**ACTIVITY:** Look below for the line that has "let data_size = reader.read_u8()?;". Set down the lines from there through the line that has "usize, unit_size: usize)", exactly as written.

**DATA SHOWN:**
+ + +
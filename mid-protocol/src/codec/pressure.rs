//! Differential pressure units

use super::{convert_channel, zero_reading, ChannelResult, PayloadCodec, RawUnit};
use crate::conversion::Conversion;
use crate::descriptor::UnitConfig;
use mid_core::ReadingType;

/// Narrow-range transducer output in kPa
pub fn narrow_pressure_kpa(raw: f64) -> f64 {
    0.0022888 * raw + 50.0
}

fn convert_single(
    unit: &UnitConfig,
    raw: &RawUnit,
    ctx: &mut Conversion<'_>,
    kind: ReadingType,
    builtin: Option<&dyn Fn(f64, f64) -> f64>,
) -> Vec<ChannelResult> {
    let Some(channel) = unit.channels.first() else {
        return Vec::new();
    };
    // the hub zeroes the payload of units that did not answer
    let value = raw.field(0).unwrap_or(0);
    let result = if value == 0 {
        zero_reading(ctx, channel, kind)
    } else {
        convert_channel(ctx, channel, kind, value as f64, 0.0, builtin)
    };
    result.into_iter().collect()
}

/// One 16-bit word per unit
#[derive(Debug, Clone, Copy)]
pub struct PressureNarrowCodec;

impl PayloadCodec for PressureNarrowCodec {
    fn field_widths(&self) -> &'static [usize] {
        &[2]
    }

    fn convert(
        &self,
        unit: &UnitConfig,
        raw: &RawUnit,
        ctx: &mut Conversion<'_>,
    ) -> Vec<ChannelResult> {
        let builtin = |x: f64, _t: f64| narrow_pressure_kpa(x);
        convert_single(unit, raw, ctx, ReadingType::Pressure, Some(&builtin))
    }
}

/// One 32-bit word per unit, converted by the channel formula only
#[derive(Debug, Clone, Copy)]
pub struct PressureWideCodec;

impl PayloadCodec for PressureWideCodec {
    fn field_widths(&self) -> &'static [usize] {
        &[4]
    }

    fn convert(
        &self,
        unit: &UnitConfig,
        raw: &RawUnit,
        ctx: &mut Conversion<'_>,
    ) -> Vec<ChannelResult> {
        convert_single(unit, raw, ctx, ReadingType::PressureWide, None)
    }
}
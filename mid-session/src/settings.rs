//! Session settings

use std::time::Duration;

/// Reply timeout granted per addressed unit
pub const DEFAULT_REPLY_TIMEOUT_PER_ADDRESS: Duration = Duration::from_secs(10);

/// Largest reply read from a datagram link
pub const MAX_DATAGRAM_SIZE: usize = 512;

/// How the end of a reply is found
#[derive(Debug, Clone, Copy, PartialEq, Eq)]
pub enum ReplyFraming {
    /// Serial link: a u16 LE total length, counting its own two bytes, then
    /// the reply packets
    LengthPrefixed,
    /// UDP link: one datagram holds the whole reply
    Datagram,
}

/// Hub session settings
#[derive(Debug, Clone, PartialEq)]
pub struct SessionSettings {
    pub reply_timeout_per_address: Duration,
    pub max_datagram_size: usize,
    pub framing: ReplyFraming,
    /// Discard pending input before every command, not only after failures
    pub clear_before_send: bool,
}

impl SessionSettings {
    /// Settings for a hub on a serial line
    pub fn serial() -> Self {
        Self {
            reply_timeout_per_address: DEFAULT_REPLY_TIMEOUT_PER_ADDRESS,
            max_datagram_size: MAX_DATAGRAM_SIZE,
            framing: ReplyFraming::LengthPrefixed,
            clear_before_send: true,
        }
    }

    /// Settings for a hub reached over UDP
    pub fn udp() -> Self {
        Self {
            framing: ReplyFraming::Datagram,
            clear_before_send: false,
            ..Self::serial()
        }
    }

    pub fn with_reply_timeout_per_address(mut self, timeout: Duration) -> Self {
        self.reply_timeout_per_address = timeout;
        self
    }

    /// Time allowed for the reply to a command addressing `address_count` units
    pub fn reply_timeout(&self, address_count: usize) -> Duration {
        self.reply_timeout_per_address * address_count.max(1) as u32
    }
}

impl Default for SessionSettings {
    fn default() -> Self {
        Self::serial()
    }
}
+ + +
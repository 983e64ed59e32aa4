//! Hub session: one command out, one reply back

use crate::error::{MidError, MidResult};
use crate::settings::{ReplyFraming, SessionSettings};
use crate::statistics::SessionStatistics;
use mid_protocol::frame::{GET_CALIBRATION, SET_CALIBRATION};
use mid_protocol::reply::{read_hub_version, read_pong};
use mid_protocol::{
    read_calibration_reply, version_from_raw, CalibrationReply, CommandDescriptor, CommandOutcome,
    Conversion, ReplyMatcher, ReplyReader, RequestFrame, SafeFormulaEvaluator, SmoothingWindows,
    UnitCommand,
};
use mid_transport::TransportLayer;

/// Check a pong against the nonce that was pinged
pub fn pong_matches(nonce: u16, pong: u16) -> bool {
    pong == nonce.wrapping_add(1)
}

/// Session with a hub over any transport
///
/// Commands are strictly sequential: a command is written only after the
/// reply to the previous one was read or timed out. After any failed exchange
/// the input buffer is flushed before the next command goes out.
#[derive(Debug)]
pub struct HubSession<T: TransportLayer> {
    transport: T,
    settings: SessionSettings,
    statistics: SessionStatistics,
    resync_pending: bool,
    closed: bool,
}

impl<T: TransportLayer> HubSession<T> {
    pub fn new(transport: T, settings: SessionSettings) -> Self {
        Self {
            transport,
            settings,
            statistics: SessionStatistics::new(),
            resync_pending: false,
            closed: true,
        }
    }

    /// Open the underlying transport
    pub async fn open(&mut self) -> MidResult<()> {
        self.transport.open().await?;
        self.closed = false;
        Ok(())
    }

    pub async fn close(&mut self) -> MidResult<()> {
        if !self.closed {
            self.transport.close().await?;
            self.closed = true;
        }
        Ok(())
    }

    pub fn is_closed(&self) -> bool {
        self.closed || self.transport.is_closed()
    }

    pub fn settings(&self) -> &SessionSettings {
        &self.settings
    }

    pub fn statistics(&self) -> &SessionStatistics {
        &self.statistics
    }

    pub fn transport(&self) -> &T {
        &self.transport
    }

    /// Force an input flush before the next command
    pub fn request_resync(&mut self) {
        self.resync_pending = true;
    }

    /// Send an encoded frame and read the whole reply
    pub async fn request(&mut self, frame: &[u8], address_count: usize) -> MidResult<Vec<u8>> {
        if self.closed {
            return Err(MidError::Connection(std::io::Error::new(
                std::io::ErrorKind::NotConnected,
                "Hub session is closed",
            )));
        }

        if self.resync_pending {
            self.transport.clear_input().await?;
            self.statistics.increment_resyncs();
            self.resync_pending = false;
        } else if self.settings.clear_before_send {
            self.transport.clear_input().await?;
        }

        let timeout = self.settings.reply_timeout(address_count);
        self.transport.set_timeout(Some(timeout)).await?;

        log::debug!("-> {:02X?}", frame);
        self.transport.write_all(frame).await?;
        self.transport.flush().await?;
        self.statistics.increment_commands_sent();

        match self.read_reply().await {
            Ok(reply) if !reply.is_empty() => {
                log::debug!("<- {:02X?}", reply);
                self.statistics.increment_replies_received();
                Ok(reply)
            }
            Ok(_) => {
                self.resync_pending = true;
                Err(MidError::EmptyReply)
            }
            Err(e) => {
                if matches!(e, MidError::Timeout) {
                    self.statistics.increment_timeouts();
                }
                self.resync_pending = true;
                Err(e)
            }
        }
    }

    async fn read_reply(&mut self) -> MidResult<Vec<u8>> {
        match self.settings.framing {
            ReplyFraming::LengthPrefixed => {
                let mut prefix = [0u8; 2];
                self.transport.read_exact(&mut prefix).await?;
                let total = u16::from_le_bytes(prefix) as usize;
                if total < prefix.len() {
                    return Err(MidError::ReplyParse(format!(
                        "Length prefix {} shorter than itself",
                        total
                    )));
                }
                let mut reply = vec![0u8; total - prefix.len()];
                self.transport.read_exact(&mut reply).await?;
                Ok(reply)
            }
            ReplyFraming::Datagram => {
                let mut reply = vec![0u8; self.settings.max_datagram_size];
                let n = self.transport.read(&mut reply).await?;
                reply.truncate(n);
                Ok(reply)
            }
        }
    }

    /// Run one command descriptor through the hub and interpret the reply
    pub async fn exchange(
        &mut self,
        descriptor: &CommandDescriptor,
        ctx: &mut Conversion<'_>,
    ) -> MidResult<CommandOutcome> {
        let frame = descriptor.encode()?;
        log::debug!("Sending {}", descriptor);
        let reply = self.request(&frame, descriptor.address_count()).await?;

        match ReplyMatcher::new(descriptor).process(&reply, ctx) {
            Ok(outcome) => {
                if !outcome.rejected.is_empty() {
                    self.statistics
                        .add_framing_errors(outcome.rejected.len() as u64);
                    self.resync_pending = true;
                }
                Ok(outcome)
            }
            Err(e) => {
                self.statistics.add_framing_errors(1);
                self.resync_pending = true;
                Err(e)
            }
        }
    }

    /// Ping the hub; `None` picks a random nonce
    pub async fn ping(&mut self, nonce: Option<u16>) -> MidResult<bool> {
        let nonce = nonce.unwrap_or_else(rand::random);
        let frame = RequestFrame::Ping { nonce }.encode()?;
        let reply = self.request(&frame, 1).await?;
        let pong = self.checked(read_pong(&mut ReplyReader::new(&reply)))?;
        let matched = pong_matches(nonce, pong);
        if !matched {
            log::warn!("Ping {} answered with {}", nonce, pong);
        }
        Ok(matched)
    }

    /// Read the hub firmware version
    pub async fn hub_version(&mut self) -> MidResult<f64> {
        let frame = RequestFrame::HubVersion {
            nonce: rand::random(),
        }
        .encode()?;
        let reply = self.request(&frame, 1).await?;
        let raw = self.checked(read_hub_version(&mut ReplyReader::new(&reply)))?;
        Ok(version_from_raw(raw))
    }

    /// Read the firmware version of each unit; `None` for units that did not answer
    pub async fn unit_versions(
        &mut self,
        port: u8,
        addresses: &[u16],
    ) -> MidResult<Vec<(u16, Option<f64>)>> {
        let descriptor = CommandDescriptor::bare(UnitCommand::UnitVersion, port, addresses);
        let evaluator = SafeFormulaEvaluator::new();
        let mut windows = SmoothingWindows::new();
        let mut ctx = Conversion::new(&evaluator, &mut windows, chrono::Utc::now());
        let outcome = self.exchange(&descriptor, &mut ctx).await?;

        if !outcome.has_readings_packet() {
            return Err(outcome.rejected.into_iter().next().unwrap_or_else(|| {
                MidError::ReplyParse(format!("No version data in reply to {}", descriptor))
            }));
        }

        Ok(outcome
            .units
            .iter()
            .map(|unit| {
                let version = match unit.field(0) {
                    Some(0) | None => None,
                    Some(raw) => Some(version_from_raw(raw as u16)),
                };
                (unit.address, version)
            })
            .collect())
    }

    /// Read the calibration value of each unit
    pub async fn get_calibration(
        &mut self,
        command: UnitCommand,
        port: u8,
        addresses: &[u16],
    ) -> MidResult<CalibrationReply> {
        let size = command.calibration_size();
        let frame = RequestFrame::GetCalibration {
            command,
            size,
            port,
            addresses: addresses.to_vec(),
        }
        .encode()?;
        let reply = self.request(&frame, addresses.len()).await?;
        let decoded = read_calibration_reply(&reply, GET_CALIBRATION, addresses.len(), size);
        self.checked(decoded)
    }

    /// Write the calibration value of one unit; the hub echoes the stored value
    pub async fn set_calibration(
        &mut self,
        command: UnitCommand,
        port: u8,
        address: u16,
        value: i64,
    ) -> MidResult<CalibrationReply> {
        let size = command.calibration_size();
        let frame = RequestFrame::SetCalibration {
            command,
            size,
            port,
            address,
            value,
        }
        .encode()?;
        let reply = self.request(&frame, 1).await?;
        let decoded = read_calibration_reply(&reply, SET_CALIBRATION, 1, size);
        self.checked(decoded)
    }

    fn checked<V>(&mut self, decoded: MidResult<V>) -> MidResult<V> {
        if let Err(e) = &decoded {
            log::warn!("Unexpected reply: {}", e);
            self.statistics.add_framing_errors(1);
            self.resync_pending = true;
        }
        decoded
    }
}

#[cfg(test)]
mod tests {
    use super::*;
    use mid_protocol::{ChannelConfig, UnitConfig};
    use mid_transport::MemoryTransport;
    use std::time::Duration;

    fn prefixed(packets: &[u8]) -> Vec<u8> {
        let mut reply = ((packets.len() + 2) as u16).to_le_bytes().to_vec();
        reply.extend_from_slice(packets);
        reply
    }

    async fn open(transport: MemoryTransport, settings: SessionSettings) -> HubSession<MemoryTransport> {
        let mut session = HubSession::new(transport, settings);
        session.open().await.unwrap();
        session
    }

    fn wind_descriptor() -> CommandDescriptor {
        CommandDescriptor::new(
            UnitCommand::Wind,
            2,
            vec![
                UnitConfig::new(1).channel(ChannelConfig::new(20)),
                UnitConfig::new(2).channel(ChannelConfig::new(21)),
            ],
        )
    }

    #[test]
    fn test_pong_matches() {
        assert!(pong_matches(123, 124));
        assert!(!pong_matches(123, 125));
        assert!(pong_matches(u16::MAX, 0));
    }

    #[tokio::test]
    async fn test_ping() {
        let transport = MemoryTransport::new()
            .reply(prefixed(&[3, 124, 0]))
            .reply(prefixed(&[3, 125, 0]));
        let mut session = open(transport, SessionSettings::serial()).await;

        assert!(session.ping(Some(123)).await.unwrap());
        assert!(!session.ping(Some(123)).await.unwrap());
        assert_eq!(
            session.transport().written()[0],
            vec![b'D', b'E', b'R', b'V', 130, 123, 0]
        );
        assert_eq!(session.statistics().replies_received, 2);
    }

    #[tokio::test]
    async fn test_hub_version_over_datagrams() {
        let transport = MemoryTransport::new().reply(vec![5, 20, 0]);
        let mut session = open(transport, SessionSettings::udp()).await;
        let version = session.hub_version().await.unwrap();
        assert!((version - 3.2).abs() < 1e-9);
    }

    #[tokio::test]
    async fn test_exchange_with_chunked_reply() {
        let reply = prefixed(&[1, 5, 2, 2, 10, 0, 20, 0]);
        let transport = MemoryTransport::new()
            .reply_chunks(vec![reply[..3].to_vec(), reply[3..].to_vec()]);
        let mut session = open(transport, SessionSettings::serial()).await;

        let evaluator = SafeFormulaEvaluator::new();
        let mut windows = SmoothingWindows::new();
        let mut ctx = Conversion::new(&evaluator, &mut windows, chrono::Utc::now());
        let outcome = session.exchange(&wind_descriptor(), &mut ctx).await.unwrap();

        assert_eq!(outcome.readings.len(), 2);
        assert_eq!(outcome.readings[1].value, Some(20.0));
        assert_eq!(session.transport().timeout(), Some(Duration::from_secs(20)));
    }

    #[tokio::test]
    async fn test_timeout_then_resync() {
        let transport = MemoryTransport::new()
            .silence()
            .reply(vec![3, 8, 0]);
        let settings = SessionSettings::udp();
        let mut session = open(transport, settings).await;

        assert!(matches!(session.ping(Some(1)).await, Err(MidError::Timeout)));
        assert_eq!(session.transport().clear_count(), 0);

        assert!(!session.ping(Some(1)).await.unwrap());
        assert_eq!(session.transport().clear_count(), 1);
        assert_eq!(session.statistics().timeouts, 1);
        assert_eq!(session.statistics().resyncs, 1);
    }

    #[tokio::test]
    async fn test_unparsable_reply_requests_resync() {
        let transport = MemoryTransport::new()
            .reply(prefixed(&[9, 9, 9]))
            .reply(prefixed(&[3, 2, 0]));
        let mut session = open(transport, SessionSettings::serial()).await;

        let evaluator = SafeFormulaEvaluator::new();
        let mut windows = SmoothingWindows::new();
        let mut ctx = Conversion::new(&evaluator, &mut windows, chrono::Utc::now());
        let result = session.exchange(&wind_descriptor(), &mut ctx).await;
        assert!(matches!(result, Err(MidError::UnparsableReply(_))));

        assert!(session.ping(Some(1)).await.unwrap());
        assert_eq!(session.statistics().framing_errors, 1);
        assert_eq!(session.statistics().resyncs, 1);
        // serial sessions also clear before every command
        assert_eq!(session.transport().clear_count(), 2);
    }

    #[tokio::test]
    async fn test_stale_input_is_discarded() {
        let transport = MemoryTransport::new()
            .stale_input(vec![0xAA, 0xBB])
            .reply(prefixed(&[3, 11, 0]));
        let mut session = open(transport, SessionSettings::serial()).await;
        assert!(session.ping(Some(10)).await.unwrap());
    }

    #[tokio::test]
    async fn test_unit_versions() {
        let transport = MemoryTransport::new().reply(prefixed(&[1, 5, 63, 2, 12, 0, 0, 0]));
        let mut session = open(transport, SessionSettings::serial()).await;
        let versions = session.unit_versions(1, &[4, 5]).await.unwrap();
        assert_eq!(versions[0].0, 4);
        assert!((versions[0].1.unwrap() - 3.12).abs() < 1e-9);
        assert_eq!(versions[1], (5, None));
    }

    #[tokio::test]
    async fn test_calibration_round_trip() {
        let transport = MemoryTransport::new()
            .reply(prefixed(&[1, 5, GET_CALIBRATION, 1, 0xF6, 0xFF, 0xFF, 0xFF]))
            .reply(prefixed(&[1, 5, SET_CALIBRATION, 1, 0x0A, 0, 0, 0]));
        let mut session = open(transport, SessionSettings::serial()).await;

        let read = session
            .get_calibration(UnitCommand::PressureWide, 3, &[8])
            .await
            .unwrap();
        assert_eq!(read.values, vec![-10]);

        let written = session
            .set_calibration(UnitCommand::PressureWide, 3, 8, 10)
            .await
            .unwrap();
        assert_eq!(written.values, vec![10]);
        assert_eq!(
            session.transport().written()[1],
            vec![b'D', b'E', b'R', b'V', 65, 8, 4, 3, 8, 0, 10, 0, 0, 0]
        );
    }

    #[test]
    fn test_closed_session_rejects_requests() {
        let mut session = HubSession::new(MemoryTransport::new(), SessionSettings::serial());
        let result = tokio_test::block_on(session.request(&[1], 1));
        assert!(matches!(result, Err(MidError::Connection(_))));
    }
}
+ + +
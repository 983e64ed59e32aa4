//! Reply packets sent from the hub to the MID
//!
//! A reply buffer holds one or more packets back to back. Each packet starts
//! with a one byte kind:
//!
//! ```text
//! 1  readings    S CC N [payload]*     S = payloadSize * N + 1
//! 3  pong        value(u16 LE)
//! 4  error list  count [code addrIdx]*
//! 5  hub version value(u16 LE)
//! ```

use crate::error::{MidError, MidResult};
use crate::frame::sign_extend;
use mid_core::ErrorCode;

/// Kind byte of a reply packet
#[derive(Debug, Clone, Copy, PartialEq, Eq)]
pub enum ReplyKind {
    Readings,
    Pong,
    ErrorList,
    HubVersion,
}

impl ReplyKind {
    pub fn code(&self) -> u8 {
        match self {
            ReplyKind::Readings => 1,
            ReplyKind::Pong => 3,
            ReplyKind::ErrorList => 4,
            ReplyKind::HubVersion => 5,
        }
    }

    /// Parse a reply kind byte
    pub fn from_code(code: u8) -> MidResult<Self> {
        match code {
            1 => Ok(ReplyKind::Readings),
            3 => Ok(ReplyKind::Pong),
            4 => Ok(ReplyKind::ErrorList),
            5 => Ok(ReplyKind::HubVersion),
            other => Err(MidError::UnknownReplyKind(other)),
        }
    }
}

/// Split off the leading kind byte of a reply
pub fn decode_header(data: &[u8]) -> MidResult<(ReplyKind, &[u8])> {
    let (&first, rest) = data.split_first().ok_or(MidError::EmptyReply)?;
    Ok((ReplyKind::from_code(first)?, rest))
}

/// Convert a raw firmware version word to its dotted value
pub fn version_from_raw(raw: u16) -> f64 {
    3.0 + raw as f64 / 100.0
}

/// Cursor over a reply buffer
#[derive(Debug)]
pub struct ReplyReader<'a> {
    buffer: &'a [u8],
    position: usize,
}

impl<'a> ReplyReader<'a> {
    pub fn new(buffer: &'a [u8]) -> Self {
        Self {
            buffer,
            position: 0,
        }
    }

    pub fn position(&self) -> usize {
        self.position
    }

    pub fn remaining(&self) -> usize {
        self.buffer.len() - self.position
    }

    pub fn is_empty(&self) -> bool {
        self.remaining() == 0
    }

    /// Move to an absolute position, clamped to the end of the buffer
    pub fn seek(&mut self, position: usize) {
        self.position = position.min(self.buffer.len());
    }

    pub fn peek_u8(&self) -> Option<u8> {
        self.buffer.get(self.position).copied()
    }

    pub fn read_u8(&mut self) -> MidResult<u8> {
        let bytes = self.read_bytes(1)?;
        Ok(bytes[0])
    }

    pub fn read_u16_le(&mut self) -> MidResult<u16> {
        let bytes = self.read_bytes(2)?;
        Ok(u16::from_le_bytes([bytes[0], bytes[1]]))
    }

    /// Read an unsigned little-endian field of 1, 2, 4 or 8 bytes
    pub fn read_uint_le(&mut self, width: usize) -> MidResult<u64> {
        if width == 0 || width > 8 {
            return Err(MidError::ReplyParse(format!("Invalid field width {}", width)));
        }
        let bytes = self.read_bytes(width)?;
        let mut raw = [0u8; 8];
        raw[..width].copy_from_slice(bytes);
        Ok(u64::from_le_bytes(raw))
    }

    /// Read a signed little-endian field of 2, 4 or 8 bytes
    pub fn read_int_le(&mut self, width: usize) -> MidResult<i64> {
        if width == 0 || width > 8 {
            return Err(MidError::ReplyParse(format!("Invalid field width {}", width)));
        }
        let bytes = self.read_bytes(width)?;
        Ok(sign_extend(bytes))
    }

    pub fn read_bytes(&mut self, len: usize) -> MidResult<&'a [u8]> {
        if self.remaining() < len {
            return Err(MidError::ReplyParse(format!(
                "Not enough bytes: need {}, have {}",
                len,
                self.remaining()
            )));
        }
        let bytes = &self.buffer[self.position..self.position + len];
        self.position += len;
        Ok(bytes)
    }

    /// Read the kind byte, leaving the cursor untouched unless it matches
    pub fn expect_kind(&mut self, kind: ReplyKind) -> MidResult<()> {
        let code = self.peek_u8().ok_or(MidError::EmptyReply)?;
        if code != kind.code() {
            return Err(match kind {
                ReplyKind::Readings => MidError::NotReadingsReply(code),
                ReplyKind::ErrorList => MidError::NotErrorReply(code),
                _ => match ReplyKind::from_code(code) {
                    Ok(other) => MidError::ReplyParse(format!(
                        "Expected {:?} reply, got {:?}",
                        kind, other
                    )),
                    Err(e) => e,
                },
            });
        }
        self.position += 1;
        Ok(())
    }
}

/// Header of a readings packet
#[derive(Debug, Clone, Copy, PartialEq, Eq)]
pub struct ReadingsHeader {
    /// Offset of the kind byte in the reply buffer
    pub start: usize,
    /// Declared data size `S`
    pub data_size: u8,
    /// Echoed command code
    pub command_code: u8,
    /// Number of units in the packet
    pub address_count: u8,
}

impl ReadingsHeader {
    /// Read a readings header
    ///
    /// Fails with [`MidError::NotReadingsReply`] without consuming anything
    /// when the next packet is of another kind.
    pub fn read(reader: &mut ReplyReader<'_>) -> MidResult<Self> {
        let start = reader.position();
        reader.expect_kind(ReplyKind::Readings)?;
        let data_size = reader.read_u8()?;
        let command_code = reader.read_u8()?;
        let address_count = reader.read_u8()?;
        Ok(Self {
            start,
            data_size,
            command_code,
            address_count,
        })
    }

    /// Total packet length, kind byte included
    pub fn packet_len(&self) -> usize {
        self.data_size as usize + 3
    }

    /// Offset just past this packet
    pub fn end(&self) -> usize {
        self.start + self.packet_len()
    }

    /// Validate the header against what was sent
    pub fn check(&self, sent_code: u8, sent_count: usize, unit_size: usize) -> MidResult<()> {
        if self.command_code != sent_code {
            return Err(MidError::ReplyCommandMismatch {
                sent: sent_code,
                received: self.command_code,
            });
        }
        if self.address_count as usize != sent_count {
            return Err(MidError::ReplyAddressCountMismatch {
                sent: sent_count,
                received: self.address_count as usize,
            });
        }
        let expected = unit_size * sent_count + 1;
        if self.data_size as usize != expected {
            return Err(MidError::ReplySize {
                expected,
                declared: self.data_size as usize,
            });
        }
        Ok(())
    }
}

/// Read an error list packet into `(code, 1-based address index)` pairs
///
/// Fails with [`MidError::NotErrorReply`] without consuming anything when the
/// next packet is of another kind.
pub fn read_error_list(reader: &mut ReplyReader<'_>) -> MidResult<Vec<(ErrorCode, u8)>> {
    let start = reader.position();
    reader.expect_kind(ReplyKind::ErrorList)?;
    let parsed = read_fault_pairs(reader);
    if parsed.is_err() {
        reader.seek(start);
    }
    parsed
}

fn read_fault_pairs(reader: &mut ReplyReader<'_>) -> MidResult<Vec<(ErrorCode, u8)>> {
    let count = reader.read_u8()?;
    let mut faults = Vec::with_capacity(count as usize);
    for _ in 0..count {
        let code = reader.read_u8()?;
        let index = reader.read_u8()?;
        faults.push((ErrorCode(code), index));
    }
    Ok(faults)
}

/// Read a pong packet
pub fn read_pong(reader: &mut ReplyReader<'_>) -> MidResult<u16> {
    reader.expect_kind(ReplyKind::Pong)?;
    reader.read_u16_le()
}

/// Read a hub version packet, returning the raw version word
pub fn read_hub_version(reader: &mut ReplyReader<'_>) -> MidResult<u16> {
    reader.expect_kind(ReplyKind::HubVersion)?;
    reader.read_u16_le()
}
+ + +
**TASK RESPONSE:**
        let data_size = reader.read_u8()?;
        let command_code = reader.read_u8()?;
        let address_count = reader.read_u8()?;
        Ok(Self {
            start,
            data_size,
            command_code,
            address_count,
        })
    }

    /// Total packet length, kind byte included
    pub fn packet_len(&self) -> usize {
        self.data_size as usize + 3
    }

    /// Offset just past this packet
    pub fn end(&self) -> usize {
        self.start + self.packet_len()
    }

    /// Validate the header against what was sent
    pub fn check(&self, sent_code: u8, sent_count: usize, unit_size: usize) -> MidResult<()> {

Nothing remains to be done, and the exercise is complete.